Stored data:

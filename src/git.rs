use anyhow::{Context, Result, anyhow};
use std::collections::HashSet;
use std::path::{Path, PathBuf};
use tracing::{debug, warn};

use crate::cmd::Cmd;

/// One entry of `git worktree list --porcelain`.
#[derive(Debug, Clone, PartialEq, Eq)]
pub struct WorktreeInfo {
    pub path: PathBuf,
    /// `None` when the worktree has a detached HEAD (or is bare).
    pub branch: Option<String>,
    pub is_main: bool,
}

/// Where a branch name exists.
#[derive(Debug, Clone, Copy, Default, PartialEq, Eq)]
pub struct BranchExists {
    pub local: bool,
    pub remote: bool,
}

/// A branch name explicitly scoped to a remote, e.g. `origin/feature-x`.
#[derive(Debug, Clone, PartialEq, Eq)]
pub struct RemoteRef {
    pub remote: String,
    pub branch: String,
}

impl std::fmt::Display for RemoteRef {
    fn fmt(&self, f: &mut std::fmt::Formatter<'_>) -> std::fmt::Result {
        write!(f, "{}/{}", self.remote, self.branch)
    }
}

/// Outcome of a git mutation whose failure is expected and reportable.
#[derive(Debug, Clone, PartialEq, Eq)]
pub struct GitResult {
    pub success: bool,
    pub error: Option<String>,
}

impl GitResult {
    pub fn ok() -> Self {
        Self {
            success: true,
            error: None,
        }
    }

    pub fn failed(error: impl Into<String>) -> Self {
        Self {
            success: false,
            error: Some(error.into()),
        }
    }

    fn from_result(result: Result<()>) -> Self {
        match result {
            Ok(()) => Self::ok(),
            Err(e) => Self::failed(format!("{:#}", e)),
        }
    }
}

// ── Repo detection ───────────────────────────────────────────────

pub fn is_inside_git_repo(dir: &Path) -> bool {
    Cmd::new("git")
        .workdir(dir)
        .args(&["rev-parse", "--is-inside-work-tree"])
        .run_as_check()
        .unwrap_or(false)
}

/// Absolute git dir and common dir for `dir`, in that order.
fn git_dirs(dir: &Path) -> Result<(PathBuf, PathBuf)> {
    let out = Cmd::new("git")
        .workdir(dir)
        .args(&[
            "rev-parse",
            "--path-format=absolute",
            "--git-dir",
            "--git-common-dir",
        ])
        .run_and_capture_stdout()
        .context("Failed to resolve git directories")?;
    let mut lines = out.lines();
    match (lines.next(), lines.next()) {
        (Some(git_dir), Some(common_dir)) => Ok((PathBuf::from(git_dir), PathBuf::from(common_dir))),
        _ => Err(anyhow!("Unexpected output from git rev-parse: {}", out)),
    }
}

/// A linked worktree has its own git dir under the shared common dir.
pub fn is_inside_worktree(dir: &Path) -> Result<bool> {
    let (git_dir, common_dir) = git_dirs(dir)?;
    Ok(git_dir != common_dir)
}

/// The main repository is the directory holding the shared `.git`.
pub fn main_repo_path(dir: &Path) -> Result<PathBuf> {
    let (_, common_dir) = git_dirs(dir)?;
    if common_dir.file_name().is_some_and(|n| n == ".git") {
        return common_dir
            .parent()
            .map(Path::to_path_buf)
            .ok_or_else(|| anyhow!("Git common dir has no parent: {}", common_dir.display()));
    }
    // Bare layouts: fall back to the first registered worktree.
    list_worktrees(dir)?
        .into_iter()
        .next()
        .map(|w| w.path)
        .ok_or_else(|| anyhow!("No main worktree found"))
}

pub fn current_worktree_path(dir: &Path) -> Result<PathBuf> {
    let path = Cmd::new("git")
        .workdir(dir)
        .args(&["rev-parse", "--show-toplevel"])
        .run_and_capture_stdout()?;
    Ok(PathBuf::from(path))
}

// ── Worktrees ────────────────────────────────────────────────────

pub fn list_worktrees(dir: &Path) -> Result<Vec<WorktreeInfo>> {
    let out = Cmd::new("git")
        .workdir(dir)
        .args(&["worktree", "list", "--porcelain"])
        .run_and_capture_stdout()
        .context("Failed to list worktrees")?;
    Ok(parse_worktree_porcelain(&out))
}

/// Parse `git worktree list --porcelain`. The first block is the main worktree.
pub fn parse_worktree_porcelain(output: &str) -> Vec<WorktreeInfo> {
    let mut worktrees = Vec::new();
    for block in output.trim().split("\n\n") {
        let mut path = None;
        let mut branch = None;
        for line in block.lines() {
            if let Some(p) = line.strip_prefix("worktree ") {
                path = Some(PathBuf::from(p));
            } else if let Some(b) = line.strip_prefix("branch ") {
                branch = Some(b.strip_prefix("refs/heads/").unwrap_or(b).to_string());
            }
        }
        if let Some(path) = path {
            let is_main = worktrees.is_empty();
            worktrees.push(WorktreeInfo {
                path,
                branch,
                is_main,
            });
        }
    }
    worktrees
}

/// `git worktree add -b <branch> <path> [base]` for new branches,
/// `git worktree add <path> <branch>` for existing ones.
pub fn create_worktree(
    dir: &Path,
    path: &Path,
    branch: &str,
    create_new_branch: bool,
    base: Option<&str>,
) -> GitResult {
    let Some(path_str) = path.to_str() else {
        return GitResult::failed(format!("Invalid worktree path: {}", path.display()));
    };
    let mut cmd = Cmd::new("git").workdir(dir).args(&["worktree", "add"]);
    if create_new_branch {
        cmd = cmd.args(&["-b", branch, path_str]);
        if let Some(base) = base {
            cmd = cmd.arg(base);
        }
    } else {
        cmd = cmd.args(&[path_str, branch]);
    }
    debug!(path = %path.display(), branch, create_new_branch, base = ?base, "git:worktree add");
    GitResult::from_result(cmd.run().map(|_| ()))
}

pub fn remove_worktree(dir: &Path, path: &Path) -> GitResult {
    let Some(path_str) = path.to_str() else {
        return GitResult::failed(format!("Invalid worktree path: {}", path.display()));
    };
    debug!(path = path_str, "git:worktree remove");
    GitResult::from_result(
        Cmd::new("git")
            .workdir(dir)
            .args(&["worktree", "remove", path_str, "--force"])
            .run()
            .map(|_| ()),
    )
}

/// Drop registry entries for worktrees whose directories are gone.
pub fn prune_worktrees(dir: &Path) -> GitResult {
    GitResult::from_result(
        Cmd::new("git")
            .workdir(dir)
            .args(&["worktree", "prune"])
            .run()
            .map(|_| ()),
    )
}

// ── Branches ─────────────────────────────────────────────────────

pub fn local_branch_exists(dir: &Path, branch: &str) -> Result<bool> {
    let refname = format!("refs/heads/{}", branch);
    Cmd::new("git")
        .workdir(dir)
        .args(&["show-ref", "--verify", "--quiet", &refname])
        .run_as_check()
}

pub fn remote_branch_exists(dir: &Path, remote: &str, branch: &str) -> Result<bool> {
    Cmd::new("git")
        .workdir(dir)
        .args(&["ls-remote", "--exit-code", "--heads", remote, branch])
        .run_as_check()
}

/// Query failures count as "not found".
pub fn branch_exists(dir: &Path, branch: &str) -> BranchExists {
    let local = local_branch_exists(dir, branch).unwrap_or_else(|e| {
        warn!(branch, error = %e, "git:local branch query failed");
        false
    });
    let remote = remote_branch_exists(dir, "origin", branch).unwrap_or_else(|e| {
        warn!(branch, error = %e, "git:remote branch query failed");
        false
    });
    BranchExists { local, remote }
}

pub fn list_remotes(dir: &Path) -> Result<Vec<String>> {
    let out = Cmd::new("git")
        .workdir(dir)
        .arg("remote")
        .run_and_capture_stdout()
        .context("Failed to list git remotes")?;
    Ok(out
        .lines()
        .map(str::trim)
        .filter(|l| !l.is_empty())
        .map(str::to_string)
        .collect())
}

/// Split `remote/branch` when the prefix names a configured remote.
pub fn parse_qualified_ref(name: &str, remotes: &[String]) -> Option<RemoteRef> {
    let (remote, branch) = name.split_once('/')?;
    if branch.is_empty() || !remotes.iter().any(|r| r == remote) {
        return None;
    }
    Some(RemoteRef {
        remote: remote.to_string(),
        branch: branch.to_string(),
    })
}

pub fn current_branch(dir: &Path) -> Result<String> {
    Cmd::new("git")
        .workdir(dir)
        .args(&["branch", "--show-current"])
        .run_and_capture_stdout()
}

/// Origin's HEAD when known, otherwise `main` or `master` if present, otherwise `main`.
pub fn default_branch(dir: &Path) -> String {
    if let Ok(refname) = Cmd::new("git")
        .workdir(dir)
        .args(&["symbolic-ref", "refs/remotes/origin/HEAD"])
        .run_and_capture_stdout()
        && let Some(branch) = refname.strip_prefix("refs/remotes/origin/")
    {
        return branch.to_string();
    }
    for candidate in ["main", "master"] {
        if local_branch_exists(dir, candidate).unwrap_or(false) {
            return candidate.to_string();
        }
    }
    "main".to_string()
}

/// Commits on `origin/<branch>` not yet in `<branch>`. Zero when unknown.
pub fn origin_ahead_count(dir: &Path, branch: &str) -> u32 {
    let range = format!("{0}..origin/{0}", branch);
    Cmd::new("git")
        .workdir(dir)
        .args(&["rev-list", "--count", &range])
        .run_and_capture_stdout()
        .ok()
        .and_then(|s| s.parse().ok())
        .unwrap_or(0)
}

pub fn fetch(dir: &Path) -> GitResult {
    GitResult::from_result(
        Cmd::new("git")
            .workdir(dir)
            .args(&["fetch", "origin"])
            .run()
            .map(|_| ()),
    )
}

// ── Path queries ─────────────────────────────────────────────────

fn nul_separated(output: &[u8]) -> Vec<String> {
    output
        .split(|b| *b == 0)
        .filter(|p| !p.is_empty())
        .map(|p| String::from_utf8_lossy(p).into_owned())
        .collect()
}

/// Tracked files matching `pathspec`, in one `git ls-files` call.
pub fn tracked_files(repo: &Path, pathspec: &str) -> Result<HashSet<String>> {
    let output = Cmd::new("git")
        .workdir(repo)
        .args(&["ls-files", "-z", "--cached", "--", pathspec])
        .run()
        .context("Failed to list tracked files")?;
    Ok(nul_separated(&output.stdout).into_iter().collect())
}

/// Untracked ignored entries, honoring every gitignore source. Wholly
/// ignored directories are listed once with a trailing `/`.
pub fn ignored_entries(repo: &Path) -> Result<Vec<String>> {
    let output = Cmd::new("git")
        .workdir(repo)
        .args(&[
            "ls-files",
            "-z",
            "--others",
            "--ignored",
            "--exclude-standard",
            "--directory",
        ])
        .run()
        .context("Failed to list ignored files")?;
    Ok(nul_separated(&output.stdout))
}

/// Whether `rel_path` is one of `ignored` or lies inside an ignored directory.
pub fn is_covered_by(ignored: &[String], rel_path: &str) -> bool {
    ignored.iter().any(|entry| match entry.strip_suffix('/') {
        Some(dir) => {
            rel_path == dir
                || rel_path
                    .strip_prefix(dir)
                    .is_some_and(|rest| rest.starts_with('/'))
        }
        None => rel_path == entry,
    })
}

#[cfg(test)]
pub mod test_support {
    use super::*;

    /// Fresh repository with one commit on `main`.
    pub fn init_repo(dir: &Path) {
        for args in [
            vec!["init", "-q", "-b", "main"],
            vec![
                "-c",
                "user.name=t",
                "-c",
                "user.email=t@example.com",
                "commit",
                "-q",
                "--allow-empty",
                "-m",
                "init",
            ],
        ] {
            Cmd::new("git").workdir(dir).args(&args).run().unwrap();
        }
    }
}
---
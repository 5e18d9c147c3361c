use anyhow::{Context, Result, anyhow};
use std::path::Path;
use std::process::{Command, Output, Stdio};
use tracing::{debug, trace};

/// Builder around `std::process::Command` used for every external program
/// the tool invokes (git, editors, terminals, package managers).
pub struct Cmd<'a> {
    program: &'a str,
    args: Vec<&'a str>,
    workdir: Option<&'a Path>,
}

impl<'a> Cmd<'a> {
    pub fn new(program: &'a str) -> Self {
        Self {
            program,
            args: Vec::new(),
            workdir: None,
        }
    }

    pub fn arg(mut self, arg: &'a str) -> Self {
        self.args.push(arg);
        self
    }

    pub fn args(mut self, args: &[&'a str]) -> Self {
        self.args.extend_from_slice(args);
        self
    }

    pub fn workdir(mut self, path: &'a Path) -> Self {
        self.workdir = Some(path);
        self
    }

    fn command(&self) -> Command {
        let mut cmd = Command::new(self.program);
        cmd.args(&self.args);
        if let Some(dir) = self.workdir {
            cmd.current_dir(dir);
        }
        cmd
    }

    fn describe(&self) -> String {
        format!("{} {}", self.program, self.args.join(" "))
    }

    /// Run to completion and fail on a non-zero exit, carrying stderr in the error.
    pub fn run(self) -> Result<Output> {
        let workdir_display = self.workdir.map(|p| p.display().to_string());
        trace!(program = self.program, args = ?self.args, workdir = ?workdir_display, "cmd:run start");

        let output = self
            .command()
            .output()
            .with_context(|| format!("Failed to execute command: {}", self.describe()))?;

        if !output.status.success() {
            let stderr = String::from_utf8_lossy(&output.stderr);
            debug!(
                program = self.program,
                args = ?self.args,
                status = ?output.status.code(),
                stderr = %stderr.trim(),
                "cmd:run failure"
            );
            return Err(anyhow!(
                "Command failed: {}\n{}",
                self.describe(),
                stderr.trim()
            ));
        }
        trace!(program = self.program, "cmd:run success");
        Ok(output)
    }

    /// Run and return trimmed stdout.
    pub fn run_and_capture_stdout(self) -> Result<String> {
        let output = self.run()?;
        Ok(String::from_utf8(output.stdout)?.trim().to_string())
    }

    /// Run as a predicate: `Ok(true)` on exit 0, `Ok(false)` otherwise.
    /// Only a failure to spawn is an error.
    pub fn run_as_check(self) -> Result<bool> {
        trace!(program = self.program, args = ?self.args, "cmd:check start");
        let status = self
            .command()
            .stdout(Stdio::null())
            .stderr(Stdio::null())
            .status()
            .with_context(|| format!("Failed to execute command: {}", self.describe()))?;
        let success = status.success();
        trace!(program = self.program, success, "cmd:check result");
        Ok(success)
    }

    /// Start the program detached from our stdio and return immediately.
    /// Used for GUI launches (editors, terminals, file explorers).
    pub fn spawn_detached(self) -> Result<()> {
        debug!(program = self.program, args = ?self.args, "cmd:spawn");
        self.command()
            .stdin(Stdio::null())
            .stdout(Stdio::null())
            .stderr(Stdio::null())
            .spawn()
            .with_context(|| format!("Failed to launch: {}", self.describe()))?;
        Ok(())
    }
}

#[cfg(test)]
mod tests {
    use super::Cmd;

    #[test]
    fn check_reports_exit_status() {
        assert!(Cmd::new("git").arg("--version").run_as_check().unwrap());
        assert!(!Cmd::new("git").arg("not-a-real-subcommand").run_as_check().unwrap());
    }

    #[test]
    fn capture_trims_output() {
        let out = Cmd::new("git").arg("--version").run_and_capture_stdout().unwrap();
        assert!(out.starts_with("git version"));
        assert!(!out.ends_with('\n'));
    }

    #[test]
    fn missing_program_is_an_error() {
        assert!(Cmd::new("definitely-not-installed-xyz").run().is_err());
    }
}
---
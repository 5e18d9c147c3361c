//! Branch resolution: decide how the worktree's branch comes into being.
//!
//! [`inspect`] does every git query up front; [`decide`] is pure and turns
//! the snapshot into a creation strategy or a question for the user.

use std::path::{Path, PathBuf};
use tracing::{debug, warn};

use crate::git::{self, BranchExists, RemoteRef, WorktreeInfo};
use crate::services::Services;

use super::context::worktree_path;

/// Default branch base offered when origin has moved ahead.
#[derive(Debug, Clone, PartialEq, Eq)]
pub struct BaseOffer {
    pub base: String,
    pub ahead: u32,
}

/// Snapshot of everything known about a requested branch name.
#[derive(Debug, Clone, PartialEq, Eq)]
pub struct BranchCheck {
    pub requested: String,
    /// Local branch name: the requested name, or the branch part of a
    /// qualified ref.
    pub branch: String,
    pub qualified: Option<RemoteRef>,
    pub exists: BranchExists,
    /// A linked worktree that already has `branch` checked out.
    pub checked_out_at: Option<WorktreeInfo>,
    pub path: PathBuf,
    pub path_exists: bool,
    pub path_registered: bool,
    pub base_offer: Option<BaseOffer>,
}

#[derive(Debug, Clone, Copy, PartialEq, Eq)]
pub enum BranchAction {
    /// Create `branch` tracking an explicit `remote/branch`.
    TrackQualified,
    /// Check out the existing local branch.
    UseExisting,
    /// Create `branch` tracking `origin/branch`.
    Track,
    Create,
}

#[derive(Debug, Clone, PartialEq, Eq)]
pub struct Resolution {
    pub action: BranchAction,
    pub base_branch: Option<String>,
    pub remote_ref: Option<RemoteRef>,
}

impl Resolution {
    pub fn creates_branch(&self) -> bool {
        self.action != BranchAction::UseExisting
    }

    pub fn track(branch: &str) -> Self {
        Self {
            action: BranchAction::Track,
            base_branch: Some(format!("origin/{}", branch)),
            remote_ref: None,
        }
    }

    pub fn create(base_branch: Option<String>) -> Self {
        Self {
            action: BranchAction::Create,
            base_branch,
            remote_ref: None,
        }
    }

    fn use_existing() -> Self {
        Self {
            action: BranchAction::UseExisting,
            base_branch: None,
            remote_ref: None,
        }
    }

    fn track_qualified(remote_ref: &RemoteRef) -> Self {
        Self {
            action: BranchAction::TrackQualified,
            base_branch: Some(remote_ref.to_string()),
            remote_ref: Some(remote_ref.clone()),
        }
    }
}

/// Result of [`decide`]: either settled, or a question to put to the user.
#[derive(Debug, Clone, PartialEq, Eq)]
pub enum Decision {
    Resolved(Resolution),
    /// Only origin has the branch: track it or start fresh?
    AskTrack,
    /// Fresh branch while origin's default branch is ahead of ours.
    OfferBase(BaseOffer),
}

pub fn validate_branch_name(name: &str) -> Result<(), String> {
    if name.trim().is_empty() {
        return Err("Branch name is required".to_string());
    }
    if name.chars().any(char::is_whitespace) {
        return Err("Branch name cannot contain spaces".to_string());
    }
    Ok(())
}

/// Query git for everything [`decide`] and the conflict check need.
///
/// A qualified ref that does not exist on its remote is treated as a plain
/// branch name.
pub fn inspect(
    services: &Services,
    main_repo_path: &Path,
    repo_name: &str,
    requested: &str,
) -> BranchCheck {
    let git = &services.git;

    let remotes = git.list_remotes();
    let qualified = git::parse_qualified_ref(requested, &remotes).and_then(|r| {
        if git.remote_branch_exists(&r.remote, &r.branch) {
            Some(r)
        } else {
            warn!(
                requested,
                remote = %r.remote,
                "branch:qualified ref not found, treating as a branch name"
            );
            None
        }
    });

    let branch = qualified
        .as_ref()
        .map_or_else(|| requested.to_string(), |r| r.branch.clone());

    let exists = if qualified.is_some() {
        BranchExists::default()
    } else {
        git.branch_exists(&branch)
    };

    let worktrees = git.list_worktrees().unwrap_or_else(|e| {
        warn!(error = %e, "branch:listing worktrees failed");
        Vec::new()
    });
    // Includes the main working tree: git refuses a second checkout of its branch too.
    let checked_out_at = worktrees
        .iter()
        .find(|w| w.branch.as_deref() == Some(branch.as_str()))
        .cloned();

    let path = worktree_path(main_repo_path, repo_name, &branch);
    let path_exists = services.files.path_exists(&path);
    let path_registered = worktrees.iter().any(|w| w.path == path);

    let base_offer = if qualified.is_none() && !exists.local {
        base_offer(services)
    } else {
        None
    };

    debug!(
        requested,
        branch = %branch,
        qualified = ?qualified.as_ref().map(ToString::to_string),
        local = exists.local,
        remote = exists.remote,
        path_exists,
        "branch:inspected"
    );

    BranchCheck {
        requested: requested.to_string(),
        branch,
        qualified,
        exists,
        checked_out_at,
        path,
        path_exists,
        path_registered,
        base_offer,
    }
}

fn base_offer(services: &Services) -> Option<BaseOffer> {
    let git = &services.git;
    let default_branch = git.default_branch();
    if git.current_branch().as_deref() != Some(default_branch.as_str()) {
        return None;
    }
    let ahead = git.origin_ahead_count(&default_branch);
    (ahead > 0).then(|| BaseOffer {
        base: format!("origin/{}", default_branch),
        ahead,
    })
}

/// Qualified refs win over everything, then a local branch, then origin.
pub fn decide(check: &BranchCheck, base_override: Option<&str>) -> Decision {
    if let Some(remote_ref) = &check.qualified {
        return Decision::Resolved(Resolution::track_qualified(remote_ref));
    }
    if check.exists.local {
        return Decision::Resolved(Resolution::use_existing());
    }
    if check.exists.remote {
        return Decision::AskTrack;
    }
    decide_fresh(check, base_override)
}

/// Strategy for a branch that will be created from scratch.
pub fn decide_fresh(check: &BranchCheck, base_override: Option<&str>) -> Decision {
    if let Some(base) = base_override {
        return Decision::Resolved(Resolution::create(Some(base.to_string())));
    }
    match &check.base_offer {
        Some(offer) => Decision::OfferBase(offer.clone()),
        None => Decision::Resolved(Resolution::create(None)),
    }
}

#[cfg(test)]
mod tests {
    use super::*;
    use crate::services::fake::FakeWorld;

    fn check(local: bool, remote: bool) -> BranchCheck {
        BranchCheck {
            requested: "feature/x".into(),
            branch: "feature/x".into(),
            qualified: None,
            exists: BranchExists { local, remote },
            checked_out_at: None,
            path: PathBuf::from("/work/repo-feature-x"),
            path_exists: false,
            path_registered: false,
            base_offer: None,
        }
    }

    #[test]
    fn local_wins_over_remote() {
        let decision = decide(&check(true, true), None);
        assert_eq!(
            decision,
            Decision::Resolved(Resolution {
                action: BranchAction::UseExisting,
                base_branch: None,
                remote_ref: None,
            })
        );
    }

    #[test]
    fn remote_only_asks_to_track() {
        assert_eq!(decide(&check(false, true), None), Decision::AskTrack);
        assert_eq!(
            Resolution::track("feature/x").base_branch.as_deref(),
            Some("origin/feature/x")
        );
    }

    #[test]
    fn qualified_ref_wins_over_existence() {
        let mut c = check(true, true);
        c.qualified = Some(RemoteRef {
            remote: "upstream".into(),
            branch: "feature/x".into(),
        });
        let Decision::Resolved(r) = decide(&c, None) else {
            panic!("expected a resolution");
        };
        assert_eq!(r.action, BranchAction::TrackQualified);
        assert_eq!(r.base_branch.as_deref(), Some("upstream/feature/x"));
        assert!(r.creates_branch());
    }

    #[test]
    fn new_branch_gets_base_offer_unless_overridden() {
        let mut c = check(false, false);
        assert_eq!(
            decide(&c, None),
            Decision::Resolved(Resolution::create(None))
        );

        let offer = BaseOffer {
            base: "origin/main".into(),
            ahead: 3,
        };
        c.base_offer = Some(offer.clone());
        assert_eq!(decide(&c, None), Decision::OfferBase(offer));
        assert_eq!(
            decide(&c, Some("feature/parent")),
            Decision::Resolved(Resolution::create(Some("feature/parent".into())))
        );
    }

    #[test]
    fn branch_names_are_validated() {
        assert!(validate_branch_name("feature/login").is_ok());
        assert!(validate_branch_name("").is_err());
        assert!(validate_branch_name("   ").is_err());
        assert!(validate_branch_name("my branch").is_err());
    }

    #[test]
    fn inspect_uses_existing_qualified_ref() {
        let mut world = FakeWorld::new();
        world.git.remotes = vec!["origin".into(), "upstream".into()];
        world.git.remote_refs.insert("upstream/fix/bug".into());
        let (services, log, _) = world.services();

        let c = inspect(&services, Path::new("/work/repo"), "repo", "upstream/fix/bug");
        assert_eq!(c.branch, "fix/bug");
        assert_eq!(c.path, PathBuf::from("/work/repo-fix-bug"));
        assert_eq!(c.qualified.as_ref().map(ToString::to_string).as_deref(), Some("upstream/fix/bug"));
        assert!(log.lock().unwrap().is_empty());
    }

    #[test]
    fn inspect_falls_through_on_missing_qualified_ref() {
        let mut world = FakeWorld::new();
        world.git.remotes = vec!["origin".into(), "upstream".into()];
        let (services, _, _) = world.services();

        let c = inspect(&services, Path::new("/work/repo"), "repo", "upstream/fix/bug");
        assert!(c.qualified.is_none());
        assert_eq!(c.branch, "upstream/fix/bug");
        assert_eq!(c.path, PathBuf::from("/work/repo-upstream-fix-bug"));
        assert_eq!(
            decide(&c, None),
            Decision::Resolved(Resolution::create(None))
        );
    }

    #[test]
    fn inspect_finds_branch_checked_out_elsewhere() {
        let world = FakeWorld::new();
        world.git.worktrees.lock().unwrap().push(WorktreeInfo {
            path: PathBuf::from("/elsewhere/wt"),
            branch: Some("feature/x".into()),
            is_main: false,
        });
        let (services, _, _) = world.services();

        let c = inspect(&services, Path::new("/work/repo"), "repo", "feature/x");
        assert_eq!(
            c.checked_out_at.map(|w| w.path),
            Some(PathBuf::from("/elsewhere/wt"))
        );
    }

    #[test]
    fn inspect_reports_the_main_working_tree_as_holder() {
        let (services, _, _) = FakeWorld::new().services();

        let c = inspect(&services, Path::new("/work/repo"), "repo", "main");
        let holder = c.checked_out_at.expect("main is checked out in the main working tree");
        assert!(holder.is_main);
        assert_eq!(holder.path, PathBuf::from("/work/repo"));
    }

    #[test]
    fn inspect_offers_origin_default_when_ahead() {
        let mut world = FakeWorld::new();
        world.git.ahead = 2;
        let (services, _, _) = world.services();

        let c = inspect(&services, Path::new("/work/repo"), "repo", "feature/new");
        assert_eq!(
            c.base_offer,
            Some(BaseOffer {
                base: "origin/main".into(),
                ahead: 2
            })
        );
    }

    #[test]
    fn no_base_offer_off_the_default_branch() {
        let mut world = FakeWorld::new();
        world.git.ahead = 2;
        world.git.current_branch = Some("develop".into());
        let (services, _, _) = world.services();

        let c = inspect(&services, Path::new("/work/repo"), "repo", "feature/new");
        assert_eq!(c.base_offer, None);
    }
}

Task goal
Pull every line holding "shared" out of the records.

Response to this exercise
/// A linked worktree has its own git dir under the shared common dir.
/// The main repository is the directory holding the shared `.git`.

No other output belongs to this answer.